What the task asks
Print the first line of the material below and each line after it, exactly as written, ending with the line that contains "as published by".

::::::::

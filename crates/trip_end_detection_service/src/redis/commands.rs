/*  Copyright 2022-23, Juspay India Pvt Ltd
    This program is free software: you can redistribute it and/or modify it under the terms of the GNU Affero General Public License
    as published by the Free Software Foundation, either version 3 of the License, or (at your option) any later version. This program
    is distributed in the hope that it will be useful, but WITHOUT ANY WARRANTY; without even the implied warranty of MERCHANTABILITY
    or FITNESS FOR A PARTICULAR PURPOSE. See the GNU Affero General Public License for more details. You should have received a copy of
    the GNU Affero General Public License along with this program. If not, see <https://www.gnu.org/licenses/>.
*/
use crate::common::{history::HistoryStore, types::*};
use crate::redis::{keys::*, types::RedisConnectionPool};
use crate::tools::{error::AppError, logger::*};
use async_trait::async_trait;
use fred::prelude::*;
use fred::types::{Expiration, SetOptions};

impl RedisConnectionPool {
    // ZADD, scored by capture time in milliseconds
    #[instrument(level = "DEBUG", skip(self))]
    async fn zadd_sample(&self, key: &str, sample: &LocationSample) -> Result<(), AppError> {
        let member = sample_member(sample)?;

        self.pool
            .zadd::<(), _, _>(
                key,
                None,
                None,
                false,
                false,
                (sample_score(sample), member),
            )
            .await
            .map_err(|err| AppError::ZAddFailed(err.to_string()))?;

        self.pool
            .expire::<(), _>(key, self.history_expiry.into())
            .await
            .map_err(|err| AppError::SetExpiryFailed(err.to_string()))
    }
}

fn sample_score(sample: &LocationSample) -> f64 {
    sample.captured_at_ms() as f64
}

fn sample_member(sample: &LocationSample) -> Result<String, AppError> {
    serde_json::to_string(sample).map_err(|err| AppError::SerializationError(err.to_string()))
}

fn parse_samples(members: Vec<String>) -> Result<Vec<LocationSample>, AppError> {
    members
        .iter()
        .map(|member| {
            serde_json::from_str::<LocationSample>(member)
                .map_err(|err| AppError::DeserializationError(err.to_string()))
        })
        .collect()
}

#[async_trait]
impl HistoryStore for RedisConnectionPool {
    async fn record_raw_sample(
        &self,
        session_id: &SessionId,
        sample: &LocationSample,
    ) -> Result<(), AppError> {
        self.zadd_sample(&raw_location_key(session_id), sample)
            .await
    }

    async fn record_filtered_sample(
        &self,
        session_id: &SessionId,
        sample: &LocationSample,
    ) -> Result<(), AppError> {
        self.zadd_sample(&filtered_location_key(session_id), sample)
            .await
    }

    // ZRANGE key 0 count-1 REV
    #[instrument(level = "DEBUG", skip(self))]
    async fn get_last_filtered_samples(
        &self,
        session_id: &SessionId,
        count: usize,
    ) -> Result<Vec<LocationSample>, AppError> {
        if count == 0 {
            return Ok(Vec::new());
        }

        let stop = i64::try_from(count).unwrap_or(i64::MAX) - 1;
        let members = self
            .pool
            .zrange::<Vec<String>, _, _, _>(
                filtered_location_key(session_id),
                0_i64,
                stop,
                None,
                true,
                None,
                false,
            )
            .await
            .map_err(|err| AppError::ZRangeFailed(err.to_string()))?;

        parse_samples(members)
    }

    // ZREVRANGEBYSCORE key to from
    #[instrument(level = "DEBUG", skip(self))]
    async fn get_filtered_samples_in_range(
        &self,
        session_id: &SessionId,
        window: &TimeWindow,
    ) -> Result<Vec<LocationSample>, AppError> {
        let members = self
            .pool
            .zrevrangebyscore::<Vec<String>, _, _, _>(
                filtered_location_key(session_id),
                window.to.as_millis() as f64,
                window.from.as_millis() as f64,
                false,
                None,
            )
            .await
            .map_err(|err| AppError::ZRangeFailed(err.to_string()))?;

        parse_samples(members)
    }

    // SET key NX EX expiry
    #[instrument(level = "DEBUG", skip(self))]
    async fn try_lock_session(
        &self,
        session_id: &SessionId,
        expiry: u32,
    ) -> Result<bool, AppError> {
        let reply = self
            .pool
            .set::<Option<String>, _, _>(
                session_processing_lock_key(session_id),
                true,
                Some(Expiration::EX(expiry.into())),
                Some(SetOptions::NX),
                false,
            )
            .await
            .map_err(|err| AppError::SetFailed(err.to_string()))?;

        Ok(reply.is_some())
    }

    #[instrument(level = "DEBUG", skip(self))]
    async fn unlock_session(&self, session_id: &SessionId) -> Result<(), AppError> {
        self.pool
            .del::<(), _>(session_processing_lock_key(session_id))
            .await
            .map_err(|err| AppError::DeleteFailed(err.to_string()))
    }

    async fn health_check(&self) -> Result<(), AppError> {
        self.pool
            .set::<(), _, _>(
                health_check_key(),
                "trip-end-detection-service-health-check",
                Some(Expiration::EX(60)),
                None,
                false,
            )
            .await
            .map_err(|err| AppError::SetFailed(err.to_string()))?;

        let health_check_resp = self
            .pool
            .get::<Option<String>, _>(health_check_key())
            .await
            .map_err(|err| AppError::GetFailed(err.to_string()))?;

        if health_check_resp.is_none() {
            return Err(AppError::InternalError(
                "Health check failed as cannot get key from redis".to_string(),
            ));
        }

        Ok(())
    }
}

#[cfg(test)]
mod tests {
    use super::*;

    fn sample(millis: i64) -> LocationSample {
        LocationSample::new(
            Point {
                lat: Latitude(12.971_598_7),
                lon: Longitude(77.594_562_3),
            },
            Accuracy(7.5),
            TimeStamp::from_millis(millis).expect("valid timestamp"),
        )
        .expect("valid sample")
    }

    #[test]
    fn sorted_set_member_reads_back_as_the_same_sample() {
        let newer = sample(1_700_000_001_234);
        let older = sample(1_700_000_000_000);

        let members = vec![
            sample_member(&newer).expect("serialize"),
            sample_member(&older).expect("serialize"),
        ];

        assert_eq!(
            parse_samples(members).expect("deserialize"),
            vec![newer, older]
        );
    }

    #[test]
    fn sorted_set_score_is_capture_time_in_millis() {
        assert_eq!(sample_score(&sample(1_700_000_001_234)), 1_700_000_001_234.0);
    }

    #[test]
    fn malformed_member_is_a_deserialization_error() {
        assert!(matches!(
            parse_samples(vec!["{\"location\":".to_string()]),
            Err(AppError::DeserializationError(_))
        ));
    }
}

::::::::

Your solution
filename crates/trip_end_detection_service/src/redis/commands.rs
/*  Copyright 2022-23, Juspay India Pvt Ltd
    This program is free software: you can redistribute it and/or modify it under the terms of the GNU Affero General Public License
    as published by the Free Software Foundation, either version 3 of the License, or (at your option) any later version. This program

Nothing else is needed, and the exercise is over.